On her eighteenth birthday, Mariah Mast begins her Rumspringa and explores the world outside her faith. While she receives attention from a handsome Englisher, her best friend Josiah Weaver watches from a distance with a disapproving eye. An encounter with police, a misunderstanding of intentions, and hurt feelings compound her confusion. Recognizing the teen’s need for space, her grandmother sends her to stay with an aunt in Pinecraft. Upon bidding farewell, the grandmother gives Mariah a pocket quilt with handwritten messages tucked inside. These words of wisdom guide her as she makes a decision that will have lasting consequences for those closest to her heart.
Q&A with Laurie Stroup Smith
What is a Bible verse that inspires you to keep on writing?
Matthew 7:7 “Ask and it will be given to you; seek and you will find; knock and the door will be opened to you.”
Growing up, I played soccer. My dad worked with me and often illustrated his helpful tips on the backs of envelopes. He’d tell me to “keep knocking, someone will answer the door,” which meant to keep shooting the ball, and I’d eventually score. Since then, these words have inspired me in other aspects of both my personal and professional life.

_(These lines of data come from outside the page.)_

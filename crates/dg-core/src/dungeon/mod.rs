//! Dungeon generation
//!
//! Contains the tileset, rooms, the tile grid, the room graph and the
//! corridor machinery that ties them together.

mod augment;
mod corridor;
mod generation;
mod graph;
mod grid;
mod render;
mod room;
mod tileset;

pub use augment::{AugmentReport, Corridor, EdgeAugmenter, max_ratio_pair};
pub use corridor::{CorridorPath, carve, dig_corridor, find_path};
pub use generation::{Connection, GeneratedMap, Generator, PlacementStats, generate};
pub use graph::{RoomGraph, SpanningTree, TreeDistances};
pub use grid::{ORTHOGONAL, Point, SURROUNDING, TileGrid};
pub use render::render;
pub use room::Room;
pub use tileset::{TileClass, TileId, Tileset};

Waiting to hear what editors think about my writing has been the toughest part of this journey toward publication. While praying for the right manuscript to land on the right desk at the right time, I have continued to knock on their doors. I was writing my seventh manuscript when Vinspire Publishing opened the door and offered me a three-book contract.
Describe the moment that you knew you were born to write.
Around the age of nine, I remember telling my parents I wanted to be an author, but my interests later led me to become a Certified Athletic Trainer. Writing has always been important to me. One of my college professors requested a copy of my master’s thesis to keep as an example for other students, and the manager of the physical therapy clinic where I worked asked me to help write new versions of our treatment protocols. While serving for six years as a Girl Scout Troop Leader, I started a blog as a resource for other leaders. But it wasn’t until I wrote a story for our daughters and shared it with an author friend who then encouraged me to pursue writing that I remembered my childhood dream.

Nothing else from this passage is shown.